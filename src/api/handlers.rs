//! HTTP handlers.

use super::error::ApiError;
use super::state::AppState;
use crate::agent::{BotResponse, McpBotResponse};
use crate::math;
use crate::store::{Item, NewItem, Page};
use axum::{
    extract::{
        rejection::{JsonRejection, PathRejection, QueryRejection},
        Path, Query, State,
    },
    http::StatusCode,
    Json,
};
use serde::{Deserialize, Serialize};
use tracing::info;

type ApiResult<T> = Result<Json<T>, ApiError>;

// === Request/Response Types ===

#[derive(Serialize)]
pub struct HealthResponse {
    pub status: &'static str,
    pub version: &'static str,
}

#[derive(Serialize)]
pub struct ValueResponse<T> {
    pub result: T,
}

#[derive(Debug, Deserialize)]
pub struct QueryRequest {
    pub question: String,
}

impl QueryRequest {
    fn validated(self) -> Result<String, ApiError> {
        let question = self.question.trim();
        if question.is_empty() {
            return Err(ApiError::unprocessable("Question must not be empty"));
        }
        Ok(question.to_string())
    }
}

// === Handlers ===

pub async fn health() -> Json<HealthResponse> {
    Json(HealthResponse {
        status: "ok",
        version: env!("CARGO_PKG_VERSION"),
    })
}

pub async fn divide(
    params: Result<Path<(f64, f64)>, PathRejection>,
) -> ApiResult<ValueResponse<f64>> {
    let Path((numerator, denominator)) = params?;
    let result = math::divide(numerator, denominator)?;
    Ok(Json(ValueResponse { result }))
}

pub async fn fibonacci(n: Result<Path<i64>, PathRejection>) -> ApiResult<ValueResponse<u128>> {
    let Path(n) = n?;
    let result = math::fibonacci(n)?;
    Ok(Json(ValueResponse { result }))
}

pub async fn create_item(
    State(state): State<AppState>,
    payload: Result<Json<NewItem>, JsonRejection>,
) -> ApiResult<Item> {
    let Json(new_item) = payload?;
    let item = state.store.create(&new_item).await?;
    info!("Created item {}", item.id);
    Ok(Json(item))
}

pub async fn list_items(
    State(state): State<AppState>,
    page: Result<Query<Page>, QueryRejection>,
) -> ApiResult<Vec<Item>> {
    let Query(page) = page?;
    let items = state.store.list(page.clamped(state.max_page_size)).await?;
    Ok(Json(items))
}

pub async fn get_item(
    State(state): State<AppState>,
    item_id: Result<Path<i64>, PathRejection>,
) -> ApiResult<Item> {
    let Path(item_id) = item_id?;
    state
        .store
        .get(item_id)
        .await?
        .map(Json)
        .ok_or_else(|| ApiError::not_found("Item not found"))
}

pub async fn agent_query(
    State(state): State<AppState>,
    payload: Result<Json<QueryRequest>, JsonRejection>,
) -> ApiResult<BotResponse> {
    let Json(request) = payload?;
    let question = request.validated()?;
    let answer = state.docs.answer(&question).await?;
    Ok(Json(answer))
}

pub async fn mcp_query(
    State(state): State<AppState>,
    payload: Result<Json<QueryRequest>, JsonRejection>,
) -> ApiResult<McpBotResponse> {
    let Json(request) = payload?;
    let question = request.validated()?;
    let answer = state.browser.answer(&question).await?;
    Ok(Json(answer))
}

pub async fn not_found() -> ApiError {
    ApiError::not_found("Not Found")
}

pub async fn method_not_allowed() -> ApiError {
    ApiError::new(StatusCode::METHOD_NOT_ALLOWED, "Method Not Allowed")
}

* _The task_:
Go line by line through the data and copy any that contain "answer".

* _Problem solution_:
    let answer = state.docs.answer(&question).await?;
    Ok(Json(answer))
    let answer = state.browser.answer(&question).await?;
    Ok(Json(answer))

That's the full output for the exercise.